* TASK PROMPT: Where does the word "PlacesStatus" occur in the data below? Copy each line that holds it.

* TASK MATERIAL:
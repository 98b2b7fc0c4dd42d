use thiserror::Error;

use crate::status::PlacesStatus;

#[derive(Debug, Error)]
pub enum PlacesError {
    /// Network or TLS failure. The request URL is stripped before wrapping
    /// so the API key never reaches logs.
    #[error("HTTP error: {0}")]
    Http(#[from] reqwest::Error),

    #[error("unexpected HTTP status {status} from {endpoint}")]
    UnexpectedStatus { status: u16, endpoint: String },

    #[error("JSON deserialization error for {context}: {source}")]
    Deserialize {
        context: String,
        #[source]
        source: serde_json::Error,
    },

    /// The places API answered 200 with a non-success `status` field.
    #[error("places API returned {status}{}", message_suffix(.message))]
    Rejected {
        status: PlacesStatus,
        message: Option<String>,
    },

    #[error("invalid places base URL \"{base_url}\": {reason}")]
    InvalidBaseUrl { base_url: String, reason: String },

    #[error("no places API key configured")]
    MissingApiKey,
}

fn message_suffix(message: &Option<String>) -> String {
    message
        .as_deref()
        .map(|m| format!(" ({m})"))
        .unwrap_or_default()
}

* OUTPUT FOR THIS EXERCISE:
use crate::status::PlacesStatus;
        status: PlacesStatus,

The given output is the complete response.